利用关联规则调整超市的商品摆放位置
来源: / 作者: / 时间:2019-10-29
某超市为了优化商品摆放结构,对近期顾客购买的商品类型进行了统计,如数据所示。
(1)写出所有有效强关联规则(minsupport=10%,minconfidence=50%);
(2)结合实际情况分析顾客喜欢的商品搭配,并对该超市提出合理的建议。
解析:
(1)数据无缺失值,几个变量(商品)的值为T/F,在DATEHOOP的关联分析中可被识别,故直接将数据导入datehoop对变量果蔬、鲜肉、奶制品、蔬菜制品、肉制品、冷冻食品、啤酒、红酒、软饮料、鱼类、糖果进行关联分析。

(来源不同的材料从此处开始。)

//! Result and error types for cockpit end-to-end tests.

use std::path::PathBuf;
use thiserror::Error;

/// Result type for cockpit-e2e operations
pub type E2eResult<T> = Result<T, E2eError>;

/// Errors that can occur while driving the console or preparing a scenario
#[derive(Debug, Error)]
pub enum E2eError {
    /// Browser launch error
    #[error("Failed to launch browser: {message}")]
    BrowserLaunchError {
        /// Error message
        message: String,
    },

    /// Page error (the browser answered, but the page could not be used)
    #[error("Page error: {message}")]
    PageError {
        /// Error message
        message: String,
    },

    /// Navigation error
    #[error("Navigation to {url} failed: {message}")]
    NavigationError {
        /// URL that failed
        url: String,
        /// Error message
        message: String,
    },

    /// No element matched a locator that was interacted with
    #[error("No element matches {selector}")]
    ElementNotFound {
        /// CSS selector that matched nothing
        selector: String,
    },

    /// Element resolved but the interaction was rejected
    #[error("Interaction with {selector} failed: {message}")]
    InteractionFailed {
        /// CSS selector of the element
        selector: String,
        /// Error message
        message: String,
    },

    /// Operation timed out
    #[error("Operation timed out after {ms}ms")]
    Timeout {
        /// Timeout in milliseconds
        ms: u64,
    },

    /// Fixture file does not exist
    #[error("Resource {name} not found at {}", .path.display())]
    ResourceNotFound {
        /// Requested resource name
        name: String,
        /// Path that was looked up
        path: PathBuf,
    },

    /// No backend mapping for the given operation
    #[error("Unsupported operation {resource}.{action}")]
    UnsupportedOperation {
        /// Resource name
        resource: String,
        /// Action name
        action: String,
    },

    /// Payload is missing a field the backend call needs
    #[error("Invalid payload for {resource}.{action}: {message}")]
    InvalidPayload {
        /// Resource name
        resource: String,
        /// Action name
        action: String,
        /// Error message
        message: String,
    },

    /// Backend answered with a non-success status or could not be reached
    #[error("Backend error{}: {message}", status_suffix(.status))]
    Backend {
        /// HTTP status, if a response was received
        status: Option<u16>,
        /// Response body or transport error
        message: String,
    },

    /// A scenario call failed and the remaining calls were skipped
    #[error("Setup failed at {resource}.{action} payload #{payload_index}: {source}")]
    SetupFailed {
        /// Resource of the failing call
        resource: String,
        /// Action of the failing call
        action: String,
        /// Index of the payload within its operation
        payload_index: usize,
        /// Underlying failure
        #[source]
        source: Box<E2eError>,
    },

    /// Invalid state error (operation called in wrong state)
    #[error("Invalid state: {message}")]
    InvalidState {
        /// Error message
        message: String,
    },

    /// Configuration error
    #[error("Configuration error: {message}")]
    Config {
        /// Error message
        message: String,
    },

    /// I/O error
    #[error("I/O error: {0}")]
    Io(#[from] std::io::Error),

    /// JSON error
    #[error("JSON error: {0}")]
    Json(#[from] serde_json::Error),

    /// YAML error
    #[error("YAML error: {0}")]
    Yaml(#[from] serde_yaml_ng::Error),
}

fn status_suffix(status: &Option<u16>) -> String {
    status.map(|s| format!(" {s}")).unwrap_or_default()
}

impl E2eError {
    /// Create a backend error from a status code and body
    #[must_use]
    pub fn backend(status: Option<u16>, message: impl Into<String>) -> Self {
        Self::Backend {
            status,
            message: message.into(),
        }
    }

    /// Create an invalid payload error
    #[must_use]
    pub fn invalid_payload(
        resource: impl Into<String>,
        action: impl Into<String>,
        message: impl Into<String>,
    ) -> Self {
        Self::InvalidPayload {
            resource: resource.into(),
            action: action.into(),
            message: message.into(),
        }
    }

    /// Check whether this error aborted a scenario
    #[must_use]
    pub const fn is_setup_failure(&self) -> bool {
        matches!(self, Self::SetupFailed { .. })
    }
}
//! Runs the suspension setup against a local recording engine stub.

#![allow(clippy::unwrap_used)]

use axum::body::Bytes;
use axum::extract::State;
use axum::http::{header, HeaderMap, Method, StatusCode, Uri};
use axum::response::IntoResponse;
use axum::{Json, Router};
use cockpit_e2e::scenario::rest::RestBackend;
use cockpit_e2e::suites::suspension::{self, BUSINESS_KEYS, PROCESS_KEY};
use cockpit_e2e::{E2eError, ResourceDir, RunState, ScenarioRunner};
use serde_json::{json, Value};
use std::sync::{Arc, Mutex};
use tokio::net::TcpListener;

#[derive(Debug, Clone)]
struct Received {
    method: Method,
    path: String,
    content_type: String,
    body: Bytes,
}

impl Received {
    fn json(&self) -> Value {
        serde_json::from_slice(&self.body).unwrap()
    }
}

#[derive(Clone, Default)]
struct EngineStub {
    received: Arc<Mutex<Vec<Received>>>,
    fail_path: Option<String>,
}

async fn record(
    State(stub): State<EngineStub>,
    method: Method,
    uri: Uri,
    headers: HeaderMap,
    body: Bytes,
) -> impl IntoResponse {
    let path = uri.path().to_string();
    let content_type = headers
        .get(header::CONTENT_TYPE)
        .and_then(|v| v.to_str().ok())
        .unwrap_or_default()
        .to_string();
    let index = {
        let mut received = stub.received.lock().unwrap();
        received.push(Received {
            method,
            path: path.clone(),
            content_type,
            body,
        });
        received.len()
    };

    if stub.fail_path.as_deref() == Some(path.as_str()) {
        return (
            StatusCode::INTERNAL_SERVER_ERROR,
            Json(json!({ "type": "ProcessEngineException", "message": "boom" })),
        );
    }
    (StatusCode::OK, Json(json!({ "id": format!("id-{index}") })))
}

/// Serve the stub on an ephemeral port; returns the REST root URL.
async fn spawn(stub: EngineStub) -> String {
    let listener = TcpListener::bind("127.0.0.1:0").await.unwrap();
    let addr = listener.local_addr().unwrap();
    let app = Router::new().fallback(record).with_state(stub);
    let _handle = tokio::spawn(async move {
        let _ = axum::serve(listener, app).await;
    });
    format!("http://{addr}/engine-rest")
}

mod setup1 {
    use super::*;

    #[tokio::test]
    async fn test_deploys_then_starts_three_instances() {
        let stub = EngineStub::default();
        let base_url = spawn(stub.clone()).await;

        let scenario = suspension::setup1(&ResourceDir::default()).unwrap();
        let mut runner = ScenarioRunner::new(RestBackend::new(base_url));
        let report = runner.run(&scenario).await.unwrap();

        assert_eq!(runner.state(), RunState::Complete);
        assert_eq!(report.calls.len(), 4);

        let received = stub.received.lock().unwrap().clone();
        let paths: Vec<&str> = received.iter().map(|r| r.path.as_str()).collect();
        assert_eq!(
            paths,
            vec![
                "/engine-rest/deployment/create",
                "/engine-rest/process-definition/key/suspension-process/start",
                "/engine-rest/process-definition/key/suspension-process/start",
                "/engine-rest/process-definition/key/suspension-process/start",
            ]
        );
        assert!(received.iter().all(|r| r.method == Method::POST));
    }

    #[tokio::test]
    async fn test_deployment_uploads_bundled_bpmn() {
        let stub = EngineStub::default();
        let base_url = spawn(stub.clone()).await;

        let scenario = suspension::setup1(&ResourceDir::default()).unwrap();
        let _ = ScenarioRunner::new(RestBackend::new(base_url))
            .run(&scenario)
            .await
            .unwrap();

        let deployment = stub.received.lock().unwrap()[0].clone();
        assert!(deployment.content_type.starts_with("multipart/form-data"));
        let body = String::from_utf8_lossy(&deployment.body);
        let bpmn =
            String::from_utf8(cockpit_e2e::read_resource(suspension::PROCESS_RESOURCE).unwrap())
                .unwrap();
        assert!(body.contains("name=\"deployment-name\""));
        assert!(body.contains(PROCESS_KEY));
        assert!(body.contains(&bpmn));
    }

    #[tokio::test]
    async fn test_non_utf8_fixture_uploaded_byte_for_byte() {
        let bpmn: &[u8] = b"<?xml version=\"1.0\" encoding=\"ISO-8859-1\"?>\n\
            <definitions name=\"Pr\xfcfung\"/>\n";
        let dir = tempfile::TempDir::new().unwrap();
        std::fs::write(dir.path().join(suspension::PROCESS_RESOURCE), bpmn).unwrap();

        let stub = EngineStub::default();
        let base_url = spawn(stub.clone()).await;

        let scenario = suspension::setup1(&ResourceDir::new(dir.path())).unwrap();
        let _ = ScenarioRunner::new(RestBackend::new(base_url))
            .run(&scenario)
            .await
            .unwrap();

        let deployment = stub.received.lock().unwrap()[0].clone();
        assert!(deployment
            .body
            .windows(bpmn.len())
            .any(|window| window == bpmn));
    }

    #[tokio::test]
    async fn test_business_keys_sent_in_order() {
        let stub = EngineStub::default();
        let base_url = spawn(stub.clone()).await;

        let scenario = suspension::setup1(&ResourceDir::default()).unwrap();
        let report = ScenarioRunner::new(RestBackend::new(base_url))
            .run(&scenario)
            .await
            .unwrap();

        let received = stub.received.lock().unwrap().clone();
        let keys: Vec<String> = received[1..]
            .iter()
            .map(|r| r.json()["businessKey"].as_str().unwrap().to_string())
            .collect();
        assert_eq!(keys, BUSINESS_KEYS);

        let ids: Vec<&Value> = report
            .responses_for("process-definition", "start")
            .collect();
        assert_eq!(ids, vec![&json!({"id": "id-2"}), &json!({"id": "id-3"}), &json!({"id": "id-4"})]);
    }
}

mod failures {
    use super::*;

    #[tokio::test]
    async fn test_failed_deployment_aborts_remaining_calls() {
        let stub = EngineStub {
            fail_path: Some("/engine-rest/deployment/create".to_string()),
            ..EngineStub::default()
        };
        let base_url = spawn(stub.clone()).await;

        let scenario = suspension::setup1(&ResourceDir::default()).unwrap();
        let mut runner = ScenarioRunner::new(RestBackend::new(base_url));
        let err = runner.run(&scenario).await.unwrap_err();

        assert_eq!(runner.state(), RunState::Failed);
        match err {
            E2eError::SetupFailed {
                resource,
                action,
                payload_index,
                source,
            } => {
                assert_eq!(resource, "deployment");
                assert_eq!(action, "create");
                assert_eq!(payload_index, 0);
                assert!(matches!(
                    *source,
                    E2eError::Backend {
                        status: Some(500),
                        ..
                    }
                ));
            }
            other => panic!("unexpected error: {other}"),
        }
        assert_eq!(stub.received.lock().unwrap().len(), 1);
    }

    #[tokio::test]
    async fn test_missing_fixture_fails_before_any_call() {
        let dir = tempfile::TempDir::new().unwrap();
        let err = suspension::setup1(&ResourceDir::new(dir.path())).unwrap_err();
        assert!(matches!(err, E2eError::ResourceNotFound { .. }));
    }
}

设置小支持度为0.1、小置信度为0.5:
得到的强关联规则中提升度大于1的有效强关联规则如下表所示:
关联规则 |
支持度 |
置信度 |
提升度 |
{冷冻食品}->{蔬菜制品} |
0.173 |
0.5728 |
1.8906 |
{蔬菜制品}->{冷冻食品} |
0.173 |
0.571 |
1.8906 |
{啤酒}->{冷冻食品} |
0.17 |
0.5802 |
1.9212 |
{冷冻食品}->{啤酒} |
0.17 |
0.5629 |
1.9212 |
{啤酒}->{蔬菜制品} |
0.167 |
0.57 |
1.8811 |
{蔬菜制品}->{啤酒} |
0.167 |
0.5512 |
1.8811 |
{鲜肉}->{红酒} |
0.144 |
0.5217 |
1.8179 |
{红酒}->{鲜肉} |
0.144 |
0.5017 |
1.8179 |
{冷冻食品,啤酒}->{蔬菜制品} |
0.146 |
0.8588 |
2.8344 |
{蔬菜制品,啤酒}->{冷冻食品} |
0.146 |
0.8743 |
2.8949 |
{蔬菜制品,冷冻食品}->{啤酒} |
0.146 |
0.8439 |
2.8803 |
(2)由(1)可见,蔬菜制品、冷冻食品、啤酒之前存在较高的关联性,故建议将三类商品陈列区域互相临近;另,红酒与鲜肉之前存在较高的关联性,故建议将两类商品陈列区域互相临近。